use std::path::Path;

use egui::{
    Align2, Color32, CornerRadius, CursorIcon, FontId, Mesh, Rect, RichText, ScrollArea, Sense,
    Shape, Ui, pos2,
    text::{LayoutJob, TextFormat, TextWrapping},
    vec2,
};
use shiori_client_shared::{
    search_grid::{self, LoadSettledAction, SearchGridState, ViewportMetrics},
    thumbnails::ThumbnailsDirProvider,
};
use shiori_core::{Logic, shiori_state::Series};

use crate::{
    thumbnail_cache::ThumbnailCache,
    ui::style::{Style, StyleExt},
};

const TILE_SPACING: f32 = 6.0;
const TILE_ROUNDING: u8 = 4;
const TITLE_PADDING: f32 = 4.0;
const TITLE_MAX_ROWS: usize = 3;
/// The dark gradient behind titles covers this much of the tile, from the bottom.
const GRADIENT_FRACTION: f32 = 0.4;
const GRADIENT_ALPHA: u8 = 0xcc;
const IN_LIBRARY_OPACITY: f32 = 0.5;

#[derive(Default)]
pub struct SearchGridView {
    grid: SearchGridState,
    scroll_to_top: bool,
}

/// What was on screen this frame, read under one lock.
struct RenderedGrid {
    series_count: usize,
    has_more: bool,
    clicked: Option<Series>,
}

pub fn ui(
    ui: &mut Ui,
    logic: &Logic,
    style: &Style,
    thumbnails_dir: &dyn ThumbnailsDirProvider,
    thumbnail_cache: &mut ThumbnailCache,
    view: &mut SearchGridView,
) {
    if view.grid.activate(thumbnails_dir) {
        thumbnail_cache.set_cache_dir(view.grid.thumbnails_dir().map(Path::to_path_buf));
    }

    let columns = logic.get_library_columns().max(1);
    let tile_height = search_grid::tile_height(ui.ctx().screen_rect().width(), columns);

    let mut scroll_area = ScrollArea::vertical()
        .id_salt("search_grid")
        .auto_shrink([false, false]);
    if std::mem::take(&mut view.scroll_to_top) {
        scroll_area = scroll_area.vertical_scroll_offset(0.0);
    }

    let state = logic.get_state();
    let output = scroll_area.show(ui, |ui| {
        let state = state.read().unwrap();
        let series_list = &state.search.result.series_list;
        let loading = state.search.loading;

        ui.spacing_mut().item_spacing = vec2(TILE_SPACING, TILE_SPACING);
        let tile_width = ((ui.available_width() - TILE_SPACING * (columns - 1) as f32)
            / columns as f32)
            .max(1.0);
        let tile_size = vec2(tile_width, tile_height);

        let skeletons = if loading {
            search_grid::skeleton_count(columns)
        } else {
            0
        };
        let total = series_list.len() + skeletons;

        if total == 0 {
            ui.label(RichText::new("No series found.").weak());
        }

        let mut clicked = None;
        for row_start in (0..total).step_by(columns as usize) {
            ui.horizontal(|ui| {
                for index in row_start..(row_start + columns as usize).min(total) {
                    let (rect, response) = ui.allocate_exact_size(tile_size, Sense::click());
                    if !ui.is_rect_visible(rect) {
                        continue;
                    }

                    let Some(series) = series_list.get(index) else {
                        render_skeleton(ui, rect, style);
                        continue;
                    };

                    let in_library = state.library.contains(series);
                    render_tile(ui, rect, series, in_library, style, thumbnail_cache, logic);
                    if response.hovered() {
                        ui.ctx().set_cursor_icon(if in_library {
                            CursorIcon::NotAllowed
                        } else {
                            CursorIcon::PointingHand
                        });
                    }
                    if response.clicked() {
                        clicked = Some(series.clone());
                    }
                }
            });
        }

        RenderedGrid {
            series_count: series_list.len(),
            has_more: state.search.result.has_more,
            clicked,
        }
    });

    // The state lock is released; everything below may write to it.
    let rendered = output.inner;
    let viewport = ViewportMetrics {
        scroll_height: output.content_size.y,
        client_height: output.inner_rect.height(),
        scroll_top: output.state.offset.y,
    };

    if let Some(series) = &rendered.clicked {
        search_grid::on_tile_clicked(logic, series);
    }

    // Read the flag again rather than reusing the painted one, so a search started
    // while handling this frame is seen before it can finish.
    if let Some(LoadSettledAction::ScrollToTop) = view.grid.observe_loading(
        logic,
        logic.is_loading(),
        rendered.series_count,
        Some(viewport),
        Some(output.content_size.y),
    ) {
        view.scroll_to_top = true;
        ui.ctx().request_repaint();
    }

    view.grid.observe_scroll(logic, Some(viewport), rendered.has_more);
}

fn render_tile(
    ui: &Ui,
    rect: Rect,
    series: &Series,
    in_library: bool,
    style: &Style,
    thumbnail_cache: &mut ThumbnailCache,
    logic: &Logic,
) {
    let painter = ui.painter_at(rect);
    let rounding = CornerRadius::same(TILE_ROUNDING);
    painter.rect_filled(rect, rounding, style.skeleton_color32());

    if let Some(thumbnail) = thumbnail_cache.get(logic, series) {
        egui::Image::new(thumbnail.image_source())
            .uv(cover_uv(thumbnail.aspect_ratio, rect.aspect_ratio()))
            .corner_radius(rounding)
            .show_loading_spinner(false)
            .paint_at(ui, rect);
    }

    let gradient_top = rect.bottom() - rect.height() * GRADIENT_FRACTION;
    let dark = Color32::from_black_alpha(GRADIENT_ALPHA);
    let mut mesh = Mesh::default();
    mesh.colored_vertex(pos2(rect.left(), gradient_top), Color32::TRANSPARENT);
    mesh.colored_vertex(pos2(rect.right(), gradient_top), Color32::TRANSPARENT);
    mesh.colored_vertex(rect.right_bottom(), dark);
    mesh.colored_vertex(rect.left_bottom(), dark);
    mesh.add_triangle(0, 1, 2);
    mesh.add_triangle(0, 2, 3);
    painter.add(Shape::mesh(mesh));

    if in_library {
        painter.rect_filled(
            rect,
            rounding,
            style.in_library_color32().gamma_multiply(IN_LIBRARY_OPACITY),
        );
        painter.text(
            rect.center(),
            Align2::CENTER_CENTER,
            egui_phosphor::regular::CHECK_CIRCLE,
            FontId::proportional(rect.width() * 0.25),
            Color32::WHITE,
        );
    }

    let mut job = LayoutJob::single_section(
        series.title.clone(),
        TextFormat {
            font_id: FontId::proportional(14.0),
            color: style.tile_title_color32(),
            ..Default::default()
        },
    );
    job.wrap = TextWrapping {
        max_width: (rect.width() - TITLE_PADDING * 2.0).max(1.0),
        max_rows: TITLE_MAX_ROWS,
        break_anywhere: false,
        overflow_character: Some('…'),
    };
    let galley = ui.fonts(|fonts| fonts.layout_job(job));
    let title_pos = pos2(
        rect.left() + TITLE_PADDING,
        rect.bottom() - TITLE_PADDING - galley.size().y,
    );
    painter.galley(title_pos, galley, style.tile_title_color32());
}

fn render_skeleton(ui: &Ui, rect: Rect, style: &Style) {
    let time = ui.input(|i| i.time);
    let pulse = ((time * 2.0).sin() * 0.5 + 0.5) as f32;
    let colour = style
        .skeleton_color32()
        .lerp_to_gamma(style.skeleton_highlight_color32(), pulse);
    ui.painter()
        .rect_filled(rect, CornerRadius::same(TILE_ROUNDING), colour);
    ui.ctx().request_repaint();
}

/// The part of a cover to show so that it fills a tile without stretching,
/// cropping evenly from both sides.
fn cover_uv(image_aspect: Option<f32>, tile_aspect: f32) -> Rect {
    let full = Rect::from_min_max(pos2(0.0, 0.0), pos2(1.0, 1.0));
    let Some(image_aspect) = image_aspect else {
        return full;
    };
    if !(image_aspect.is_finite() && tile_aspect.is_finite() && tile_aspect > 0.0) {
        return full;
    }

    if image_aspect > tile_aspect {
        let visible = tile_aspect / image_aspect;
        let inset = (1.0 - visible) / 2.0;
        Rect::from_min_max(pos2(inset, 0.0), pos2(1.0 - inset, 1.0))
    } else {
        let visible = image_aspect / tile_aspect;
        let inset = (1.0 - visible) / 2.0;
        Rect::from_min_max(pos2(0.0, inset), pos2(1.0, 1.0 - inset))
    }
}

#[cfg(test)]
mod tests {
    use super::*;

    #[test]
    fn covers_are_cropped_not_stretched() {
        // A square cover in a tile twice as tall as it is wide keeps the middle half.
        let uv = cover_uv(Some(1.0), 0.5);
        assert!((uv.min.x - 0.25).abs() < 1e-6);
        assert!((uv.max.x - 0.75).abs() < 1e-6);
        assert_eq!((uv.min.y, uv.max.y), (0.0, 1.0));

        let uv = cover_uv(Some(0.25), 0.5);
        assert!((uv.min.y - 0.25).abs() < 1e-6);
        assert_eq!((uv.min.x, uv.max.x), (0.0, 1.0));

        let full = Rect::from_min_max(pos2(0.0, 0.0), pos2(1.0, 1.0));
        assert_eq!(cover_uv(None, 0.5), full);
        assert_eq!(cover_uv(Some(1.0), f32::NAN), full);
    }
}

···

Go through the listing above and return every line where the word "output" occurs.

→ **ANSWER TO THIS EXERCISE**
    let output = scroll_area.show(ui, |ui| {
    let rendered = output.inner;
        scroll_height: output.content_size.y,
        client_height: output.inner_rect.height(),
        scroll_top: output.state.offset.y,
        Some(output.content_size.y),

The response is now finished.